Synopsis of Rule of Law.
The collateral source rule prevents the introduction of evidence of payments received by an injured party from sources collateral to the wrongdoer.
The Appellee was injured while shopping at the Appellant’s store. Appellee was sent by Appellant to the UAMS hospital to be treated. Appellee had reached an agreement with UAMS that UAMS would discount her bill by fifty percent. Appellant moved in limine to prohibit appellee from presenting the total amount billed by UAMS as proof of her medical expenses, asking that her evidence be limited to the actual amount that she was responsible to pay. Appellee claimed that the collateral source rule would prohibit Appellant from introducing evidence of the discount. The trial court denied the motion in limine.

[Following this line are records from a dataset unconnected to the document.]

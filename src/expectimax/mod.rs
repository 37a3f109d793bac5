//! Expectimax move selection for 2048.
//!
//! [`Expectimax`] scores each of the four root directions with a depth-bounded
//! Max/Chance recursion and plays the best one. The four root evaluations are
//! independent and run on rayon's pool unless [`ExpectimaxConfig::parallel`]
//! is off; both modes produce identical scores.
//!
//! Notes
//! - The search is deterministic. Randomness only enters through the
//!   stuck-board escape, which draws from the selector's own RNG.
//! - The depth budget is computed once per decision from the root board's
//!   empty cells ([`compute_depth`]); spawn cells per node are capped by
//!   [`limit_branches`].
//!
//! Quick start
//! ```
//! use expectimax_2048::engine::{Board, Move};
//! use expectimax_2048::expectimax::Expectimax;
//!
//! let b = Board::from_values([[0, 2, 2, 0], [0; 4], [0; 4], [0; 4]]).unwrap();
//! let mut ex = Expectimax::new();
//! let m = ex.best_move(b).unwrap();
//! assert!(matches!(m, Move::Left | Move::Right));
//! ```

use log::{debug, trace};
use rand::rngs::StdRng;
use rand::seq::SliceRandom;
use rand::SeedableRng;
use rayon::prelude::*;
use serde::Deserialize;

use crate::config::ConfigError;
use crate::engine::{Board, LineTables, Move, Transition};
use crate::strategy::Strategy;

mod budget;
mod heuristic;
mod search;

pub use budget::{compute_depth, limit_branches};
pub use heuristic::{evaluate, WeightMatrix, SNAKE_WEIGHTS};

use search::Search;

/// What to do with the less likely (4-tile) spawn at a chance cell.
#[derive(Debug, Clone, Copy, PartialEq, Eq, Default, Deserialize)]
#[serde(rename_all = "snake_case")]
pub enum SpawnPolicy {
    /// Evaluate the 4-tile branch only when the 2-tile branch scores exactly 0.
    #[default]
    ShortCircuit,
    /// Always add both weighted branches.
    FullExpectation,
}

/// Search knobs. Passed by value into the selector; never global state.
///
/// - `min_depth` / `max_depth`: bounds of the per-decision depth budget.
/// - `branch_cap`: most spawn cells expanded per node.
/// - `spawn_policy`: see [`SpawnPolicy`].
/// - `weights`: positional weights for [`evaluate`].
/// - `parallel`: run the four root branches on rayon.
/// - `fallback_seed`: seed for the stuck-board escape (entropy if `None`).
#[derive(Debug, Clone, PartialEq, Deserialize)]
#[serde(default, deny_unknown_fields)]
pub struct ExpectimaxConfig {
    pub min_depth: u64,
    pub max_depth: u64,
    pub branch_cap: usize,
    pub spawn_policy: SpawnPolicy,
    pub weights: WeightMatrix,
    pub parallel: bool,
    pub fallback_seed: Option<u64>,
}

impl Default for ExpectimaxConfig {
    fn default() -> Self {
        Self {
            min_depth: 3,
            max_depth: 4,
            branch_cap: 5,
            spawn_policy: SpawnPolicy::ShortCircuit,
            weights: SNAKE_WEIGHTS,
            parallel: true,
            fallback_seed: None,
        }
    }
}

impl ExpectimaxConfig {
    pub fn validate(&self) -> Result<(), ConfigError> {
        if self.min_depth == 0 {
            return Err(ConfigError::Invalid("search.min_depth must be at least 1".into()));
        }
        if self.min_depth > self.max_depth {
            return Err(ConfigError::Invalid(format!(
                "search.min_depth ({}) exceeds search.max_depth ({})",
                self.min_depth, self.max_depth
            )));
        }
        if self.branch_cap == 0 {
            return Err(ConfigError::Invalid("search.branch_cap must be at least 1".into()));
        }
        if self.weights.iter().flatten().any(|w| !w.is_finite()) {
            return Err(ConfigError::Invalid("search.weights must be finite".into()));
        }
        Ok(())
    }
}

/// Expected value of one root direction.
///
/// - `ev` is the search score for taking `dir` from the current board.
/// - `legal` is false when the move is a no-op for the current board.
#[derive(Debug, Clone, Copy, PartialEq)]
pub struct BranchEval {
    pub dir: Move,
    pub ev: f64,
    pub legal: bool,
}

/// Basic search stats for a single decision.
#[derive(Debug, Clone, Copy, Default, PartialEq, Eq)]
pub struct SearchStats {
    /// Depth budget used by the last decision.
    pub depth: u64,
    /// Max and chance nodes visited by the last decision.
    pub nodes: u64,
    /// Largest `nodes` seen since construction or the last reset.
    pub peak_nodes: u64,
}

/// Expectimax move selector over a slide-and-merge primitive `T`.
pub struct Expectimax<T: Transition = &'static LineTables> {
    cfg: ExpectimaxConfig,
    transition: T,
    stats: SearchStats,
    rng: StdRng,
}

impl Expectimax<&'static LineTables> {
    pub fn new() -> Self { Self::with_config(ExpectimaxConfig::default()) }

    pub fn with_config(cfg: ExpectimaxConfig) -> Self { Self::with_transition(cfg, LineTables::global()) }
}

impl Default for Expectimax<&'static LineTables> {
    fn default() -> Self { Self::new() }
}

impl<T: Transition> Expectimax<T> {
    /// Build a selector over a caller-supplied transition primitive.
    pub fn with_transition(cfg: ExpectimaxConfig, transition: T) -> Self {
        let rng = match cfg.fallback_seed {
            Some(seed) => StdRng::seed_from_u64(seed),
            None => StdRng::from_entropy(),
        };
        Self { cfg, transition, stats: SearchStats::default(), rng }
    }

    #[inline]
    pub fn config(&self) -> &ExpectimaxConfig { &self.cfg }

    /// Compute the best move, or `None` when no direction changes the board.
    ///
    /// Ties go to the first direction in `Up, Down, Left, Right` order. If the
    /// winner would not change the board (every legal branch scored 0), a
    /// uniformly random legal direction is played instead.
    pub fn best_move(&mut self, board: Board) -> Option<Move> { self.best_move_with_evals(board).0 }

    /// [`Self::best_move`] together with the branch scores it was chosen from,
    /// from a single search.
    pub fn best_move_with_evals(&mut self, board: Board) -> (Option<Move>, [BranchEval; 4]) {
        let branches = self.branch_evals(board);
        (self.pick(board, &branches), branches)
    }

    fn pick(&mut self, board: Board, branches: &[BranchEval; 4]) -> Option<Move> {
        let legal: Vec<Move> = branches.iter().filter(|b| b.legal).map(|b| b.dir).collect();
        if legal.is_empty() {
            debug!("no legal move on {:?}", board);
            return None;
        }
        let best = branches
            .iter()
            .skip(1)
            .fold(branches[0], |best, branch| if branch.ev > best.ev { *branch } else { best });
        if best.legal {
            return Some(best.dir);
        }
        let escape = legal.choose(&mut self.rng).copied();
        debug!("search picked no-op {} on {:?}; escaping with {:?}", best.dir, board, escape);
        escape
    }

    /// Score every root direction.
    ///
    /// Returns a fixed array in order `[Up, Down, Left, Right]`; no-op
    /// directions are marked `legal = false` and score 0.
    ///
    /// ```
    /// use expectimax_2048::engine::Board;
    /// use expectimax_2048::expectimax::Expectimax;
    /// let b = Board::from_values([[2, 4, 0, 0], [0; 4], [0; 4], [0; 4]]).unwrap();
    /// let branches = Expectimax::new().branch_evals(b);
    /// assert!(!branches[0].legal && branches[0].ev == 0.0); // Up is a no-op
    /// assert!(branches[3].legal && branches[3].ev > 0.0); // Right is not
    /// ```
    pub fn branch_evals(&mut self, board: Board) -> [BranchEval; 4] {
        let depth = compute_depth(board.count_empty(), self.cfg.min_depth, self.cfg.max_depth);
        let cfg = &self.cfg;
        let transition = &self.transition;
        let eval_root = |dir: Move| {
            let legal = transition.apply(dir, board) != board;
            let mut search = Search::new(cfg, transition, depth);
            let ev = search.max_node(dir, board, 0);
            (BranchEval { dir, ev, legal }, search.nodes)
        };
        let results: Vec<(BranchEval, u64)> = if cfg.parallel {
            Move::ALL.par_iter().map(|&dir| eval_root(dir)).collect()
        } else {
            Move::ALL.iter().map(|&dir| eval_root(dir)).collect()
        };
        let nodes: u64 = results.iter().map(|(_, n)| n).sum();
        let out: [BranchEval; 4] = std::array::from_fn(|i| results[i].0);
        self.stats.depth = depth;
        self.stats.nodes = nodes;
        self.stats.peak_nodes = self.stats.peak_nodes.max(nodes);
        trace!("depth {} nodes {} evals {:?}", depth, nodes, out);
        out
    }

    /// Best branch EV over the legal directions (0 if there are none).
    pub fn state_value(&mut self, board: Board) -> f64 {
        self.branch_evals(board)
            .iter()
            .filter(|branch| branch.legal)
            .map(|branch| branch.ev)
            .fold(0.0, f64::max)
    }

    /// Statistics collected from the last call to [`Self::best_move`],
    /// [`Self::branch_evals`] or [`Self::state_value`].
    #[inline]
    pub fn last_stats(&self) -> SearchStats { self.stats }

    /// Reset accumulated stats to zero.
    #[inline]
    pub fn reset_stats(&mut self) { self.stats = SearchStats::default(); }
}

impl<T: Transition> Strategy for Expectimax<T> {
    fn decide(&mut self, board: Board) -> Option<Move> { self.best_move(board) }

    fn name(&self) -> &'static str { "expectimax" }
}

#[cfg(test)]
mod tests {
    use super::*;
    use std::sync::atomic::{AtomicU64, Ordering};

    fn board(values: [[u32; 4]; 4]) -> Board { Board::from_values(values).unwrap() }

    fn seeded(cfg: ExpectimaxConfig) -> Expectimax {
        Expectimax::with_config(ExpectimaxConfig { fallback_seed: Some(11), ..cfg })
    }

    #[test]
    fn horizontal_pair_prefers_horizontal_moves() {
        let b = board([[0, 2, 2, 0], [0; 4], [0; 4], [0; 4]]);
        let branches = seeded(ExpectimaxConfig::default()).branch_evals(b);
        let horizontal = branches[Move::Left.index()].ev.max(branches[Move::Right.index()].ev);
        let vertical = branches[Move::Up.index()].ev.max(branches[Move::Down.index()].ev);
        assert!(horizontal > vertical, "{branches:?}");
    }

    #[test]
    fn stuck_full_board_is_terminal() {
        let b = board([[2, 4, 2, 4], [4, 2, 4, 2], [2, 4, 2, 4], [4, 2, 4, 2]]);
        let mut ex = seeded(ExpectimaxConfig::default());
        let branches = ex.branch_evals(b);
        assert!(branches.iter().all(|br| br.ev == 0.0 && !br.legal));
        assert_eq!(ex.best_move(b), None);
        assert_eq!(ex.decide(b), None);
        assert_eq!(ex.state_value(b), 0.0);
    }

    #[test]
    fn parallel_and_sequential_agree() {
        let boards = [
            board([[2, 0, 0, 2], [4, 0, 0, 0], [0; 4], [0, 0, 8, 0]]),
            board([[128, 64, 32, 16], [2, 4, 8, 8], [0, 2, 0, 4], [0, 0, 0, 2]]),
            board([[2, 4, 8, 16], [32, 64, 128, 256], [2, 4, 8, 16], [0, 0, 2, 2]]),
        ];
        let mut par = seeded(ExpectimaxConfig { parallel: true, ..Default::default() });
        let mut seq = seeded(ExpectimaxConfig { parallel: false, ..Default::default() });
        for b in boards {
            assert_eq!(par.branch_evals(b), seq.branch_evals(b));
            assert_eq!(par.last_stats(), seq.last_stats());
        }
    }

    #[test]
    fn never_returns_a_no_op_when_a_legal_move_exists() {
        let mut ex = seeded(ExpectimaxConfig::default());
        let boards = [
            board([[2, 4, 0, 0], [0; 4], [0; 4], [0; 4]]),
            board([[4, 8, 16, 32], [0; 4], [0; 4], [0; 4]]),
            board([[2, 4, 2, 4], [4, 2, 4, 2], [2, 4, 2, 4], [4, 2, 4, 4]]),
        ];
        for b in boards {
            let m = ex.best_move(b).expect("a legal move exists");
            assert_ne!(b.shift(m), b, "{m} is a no-op on {b:?}");
        }
    }

    #[test]
    fn escapes_when_every_legal_branch_scores_zero() {
        // Left and Right merge the last pair, but either spawn then locks the board.
        let b = board([[8, 16, 8, 16], [16, 8, 16, 8], [8, 16, 8, 16], [32, 64, 128, 128]]);
        let mut ex = seeded(ExpectimaxConfig::default());
        let branches = ex.branch_evals(b);
        assert!(branches.iter().all(|br| br.ev == 0.0));
        assert!(!branches[Move::Up.index()].legal);
        let m = ex.best_move(b).expect("a legal move exists");
        assert!(matches!(m, Move::Left | Move::Right));
    }

    #[test]
    fn depth_budget_follows_empty_cells() {
        let mut ex = seeded(ExpectimaxConfig { parallel: false, ..Default::default() });
        ex.branch_evals(board([[2, 0, 0, 0], [0; 4], [0; 4], [0; 4]]));
        assert_eq!(ex.last_stats().depth, 3);
        ex.branch_evals(board([[2, 4, 2, 4], [4, 2, 4, 2], [2, 4, 2, 4], [4, 2, 4, 0]]));
        assert_eq!(ex.last_stats().depth, 4);
        assert!(ex.last_stats().nodes > 0);
        let peak = ex.last_stats().peak_nodes;
        ex.reset_stats();
        assert_eq!(ex.last_stats(), SearchStats::default());
        assert!(peak > 0);
    }

    #[test]
    fn evals_come_from_the_same_search_as_the_move() {
        let b = board([[2, 0, 0, 2], [4, 0, 0, 0], [0; 4], [0, 0, 8, 0]]);
        let mut ex = Expectimax::with_transition(
            ExpectimaxConfig { fallback_seed: Some(11), ..Default::default() },
            CountingTables(AtomicU64::new(0)),
        );
        let branches = ex.branch_evals(b);
        let per_search = ex.transition.0.swap(0, Ordering::Relaxed);
        let (dir, with_evals) = ex.best_move_with_evals(b);
        assert_eq!(ex.transition.0.load(Ordering::Relaxed), per_search);
        assert_eq!(with_evals, branches);
        assert_eq!(dir, ex.best_move(b));
        let stuck = board([[2, 4, 2, 4], [4, 2, 4, 2], [2, 4, 2, 4], [4, 2, 4, 2]]);
        assert_eq!(ex.best_move_with_evals(stuck).0, None);
    }

    struct CountingTables(AtomicU64);

    impl Transition for CountingTables {
        fn apply(&self, dir: Move, board: Board) -> Board {
            self.0.fetch_add(1, Ordering::Relaxed);
            LineTables::global().apply(dir, board)
        }
    }

    #[test]
    fn custom_transition_is_used() {
        let mut ex = Expectimax::with_transition(ExpectimaxConfig::default(), CountingTables(AtomicU64::new(0)));
        let b = board([[2, 2, 0, 0], [0; 4], [0; 4], [0; 4]]);
        assert!(ex.best_move(b).is_some());
        assert!(ex.transition.0.load(Ordering::Relaxed) > 4);
    }

    #[test]
    fn rejects_inverted_depth_bounds() {
        let cfg = ExpectimaxConfig { min_depth: 5, max_depth: 4, ..Default::default() };
        assert!(cfg.validate().is_err());
        assert!(ExpectimaxConfig { branch_cap: 0, ..Default::default() }.validate().is_err());
        assert!(ExpectimaxConfig::default().validate().is_ok());
    }
}
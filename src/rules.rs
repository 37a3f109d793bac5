//! Rule-based policy: a cheap alternative to the search that looks one or two
//! moves ahead for merges.
//!
//! Each rule proposes a direction with a weighted value; the most valuable
//! legal proposal wins. When no rule fires the merge threshold is halved and
//! the rules rerun, then the policy falls back to keeping heavy tiles on the
//! top/left edges, then to a random legal move.

use log::trace;
use rand::rngs::StdRng;
use rand::seq::SliceRandom;
use rand::SeedableRng;
use serde::Deserialize;

use crate::config::ConfigError;
use crate::engine::{Board, Move};
use crate::strategy::Strategy;

type Grid = [[u32; 4]; 4];

#[derive(Debug, Clone, PartialEq, Eq, Deserialize)]
#[serde(default, deny_unknown_fields)]
pub struct RulesConfig {
    /// Smallest tile (exclusive) a merge rule will act on.
    pub threshold: u32,
    /// Halving stops once the threshold reaches this value.
    pub min_threshold: u32,
    pub best_merge_weight: u64,
    pub future_merge_weight: u64,
    /// Seed for the final random fallback (entropy if `None`).
    pub fallback_seed: Option<u64>,
}

impl Default for RulesConfig {
    fn default() -> Self {
        Self { threshold: 8, min_threshold: 2, best_merge_weight: 2, future_merge_weight: 2, fallback_seed: None }
    }
}

impl RulesConfig {
    pub fn validate(&self) -> Result<(), ConfigError> {
        if self.min_threshold > self.threshold {
            return Err(ConfigError::Invalid(format!(
                "rules.min_threshold ({}) exceeds rules.threshold ({})",
                self.min_threshold, self.threshold
            )));
        }
        Ok(())
    }
}

/// A tile that can merge with an equal tile when moving in `dir`.
#[derive(Debug, Clone, Copy, PartialEq, Eq)]
struct Merge {
    value: u32,
    dir: Move,
}

#[derive(Debug, Clone, Copy, PartialEq, Eq)]
struct Proposal {
    dir: Option<Move>,
    value: u64,
}

pub struct RuleBased {
    cfg: RulesConfig,
    rng: StdRng,
}

impl RuleBased {
    pub fn new(cfg: RulesConfig) -> Self {
        let rng = match cfg.fallback_seed {
            Some(seed) => StdRng::seed_from_u64(seed),
            None => StdRng::from_entropy(),
        };
        Self { cfg, rng }
    }

    fn run_rules(&self, board: Board, threshold: u32) -> Option<Move> {
        let grid = board.values();
        let proposals = [
            highest_merge(&grid, threshold, self.cfg.best_merge_weight),
            future_merge(board, threshold, self.cfg.future_merge_weight),
            merge_count(&grid),
        ];
        trace!("threshold {} proposals {:?}", threshold, proposals);
        select(board, &proposals)
    }
}

impl Default for RuleBased {
    fn default() -> Self { Self::new(RulesConfig::default()) }
}

impl Strategy for RuleBased {
    fn decide(&mut self, board: Board) -> Option<Move> {
        let legal = board.legal_moves();
        if legal.is_empty() {
            return None;
        }
        let mut threshold = self.cfg.threshold;
        loop {
            if let Some(dir) = self.run_rules(board, threshold) {
                return Some(dir);
            }
            if threshold <= self.cfg.min_threshold {
                break;
            }
            threshold /= 2;
        }
        optimal_position(board).or_else(|| legal.choose(&mut self.rng).copied())
    }

    fn name(&self) -> &'static str { "rules" }
}

/// Every tile with an equal partner in its row or column (gaps allowed),
/// largest first. A pair shows up once from each side.
fn possible_merges(grid: &Grid) -> Vec<Merge> {
    let mut merges = Vec::new();
    for y in 0..4 {
        for x in 0..4 {
            let value = grid[y][x];
            if value == 0 {
                continue;
            }
            let dir = if first_tile((0..x).rev().map(|i| grid[y][i])) == Some(value) {
                Move::Left
            } else if first_tile((x + 1..4).map(|i| grid[y][i])) == Some(value) {
                Move::Right
            } else if first_tile((0..y).rev().map(|i| grid[i][x])) == Some(value) {
                Move::Up
            } else if first_tile((y + 1..4).map(|i| grid[i][x])) == Some(value) {
                Move::Down
            } else {
                continue;
            };
            merges.push(Merge { value, dir });
        }
    }
    merges.sort_by(|a, b| b.value.cmp(&a.value));
    merges
}

fn first_tile(mut cells: impl Iterator<Item = u32>) -> Option<u32> { cells.find(|&v| v != 0) }

/// Rule 1: play the largest merge available now.
fn highest_merge(grid: &Grid, threshold: u32, weight: u64) -> Proposal {
    match possible_merges(grid).first() {
        Some(m) if m.value > threshold => Proposal { dir: Some(m.dir), value: m.value as u64 * weight },
        _ => Proposal { dir: None, value: 0 },
    }
}

/// Rule 2: play the move that sets up the largest merge for the next turn.
fn future_merge(board: Board, threshold: u32, weight: u64) -> Proposal {
    let mut best = (None, 0u32);
    for dir in Move::ALL {
        let top = possible_merges(&board.shift(dir).values()).first().map_or(0, |m| m.value);
        if top > best.1 {
            best = (Some(dir), top);
        }
    }
    let dir = if best.1 > threshold { best.0 } else { None };
    Proposal { dir, value: best.1 as u64 * weight }
}

/// Rule 3: the direction offering the most merges, if more than two.
fn merge_count(grid: &Grid) -> Proposal {
    let mut counts = [0u64; 4];
    for m in possible_merges(grid) {
        counts[m.dir.index()] += 1;
    }
    let mut best = (None, 0u64);
    for dir in Move::ALL {
        if counts[dir.index()] > best.1 {
            best = (Some(dir), counts[dir.index()]);
        }
    }
    let dir = if best.1 > 2 { best.0 } else { None };
    Proposal { dir, value: best.1 * best.1 }
}

/// Fallback: pull toward the top row or left column when another row or
/// column holds more, if that move is legal. Left wins when both apply.
fn optimal_position(board: Board) -> Option<Move> {
    let grid = board.values();
    let row_sum = |y: usize| grid[y].iter().sum::<u32>();
    let col_sum = |x: usize| grid.iter().map(|row| row[x]).sum::<u32>();
    let mut pick = None;
    if (1..4).any(|y| row_sum(y) > row_sum(0)) && board.shift(Move::Up) != board {
        pick = Some(Move::Up);
    }
    if (1..4).any(|x| col_sum(x) > col_sum(0)) && board.shift(Move::Left) != board {
        pick = Some(Move::Left);
    }
    pick
}

/// Most valuable proposal whose move changes the board; first one wins ties.
fn select(board: Board, proposals: &[Proposal]) -> Option<Move> {
    let mut best: Option<(Move, u64)> = None;
    for p in proposals {
        let Some(dir) = p.dir else { continue };
        if p.value == 0 || board.shift(dir) == board {
            continue;
        }
        if best.map_or(true, |(_, value)| p.value > value) {
            best = Some((dir, p.value));
        }
    }
    best.map(|(dir, _)| dir)
}
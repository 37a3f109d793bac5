//! The decision interface shared by every policy.

use rand::rngs::StdRng;
use rand::seq::SliceRandom;
use rand::SeedableRng;

use crate::engine::{Board, Move};

/// A move policy: `decide` returns the direction to play, or `None` when no
/// direction changes the board (the game is over).
pub trait Strategy {
    fn decide(&mut self, board: Board) -> Option<Move>;

    /// Short name for logs and reports.
    fn name(&self) -> &'static str;
}

impl<S: Strategy + ?Sized> Strategy for Box<S> {
    fn decide(&mut self, board: Board) -> Option<Move> { (**self).decide(board) }

    fn name(&self) -> &'static str { (**self).name() }
}

/// Uniformly random legal move. The baseline every other policy should beat.
pub struct RandomStrategy {
    rng: StdRng,
}

impl RandomStrategy {
    pub fn new(seed: Option<u64>) -> Self {
        let rng = match seed {
            Some(seed) => StdRng::seed_from_u64(seed),
            None => StdRng::from_entropy(),
        };
        Self { rng }
    }
}

impl Strategy for RandomStrategy {
    fn decide(&mut self, board: Board) -> Option<Move> { board.legal_moves().choose(&mut self.rng).copied() }

    fn name(&self) -> &'static str { "random" }
}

Was the trial court correct in determining that the forgiveness of a debt for medical services is a collateral source to be sheltered by the rule?
Yes. Judgment affirmed.
* A trial court must apply the collateral source rule to exclude evidence of payments received by an injured party from sources collateral to the wrongdoer. This rule applies unless the evidence of the benefits from the collateral source is relevant for a purpose other than the mitigation of damages.
* In a previous case [Bell v. Estate of Bell, 318 Ark. at 490, 885 S.W.2d at 880 (1994)], this same Court found that although the defendant argued that the collateral source rule is inequitable because it results in double recovery for the plaintiff, public policy supports the rule because the plaintiff, rather than the alleged torfeasor, should be entitled to the benefit of the collateral source. This is especially true due to the fact that the claimant has usually incurred the detriment of the collateral source, in the form of things such as paid insurance premiums or lost sick leave. The Court finds that the policy allowing for the collateral source rule is equally applicable in the present case.
The Court pointed out four situations in which the collateral source rule is inapplicable: (1) to rebut plaintiff’s testimony that he was compelled by financial necessity to return to work prematurely or forego additional medical care; (2) to show that the plaintiff had attributed his condition to some other cause, such as sickness; (3) to impeach plaintiff’s testimony that he had paid his medical expenses himself; (4) to show that the plaintiff actually continued to work instead of being out of work.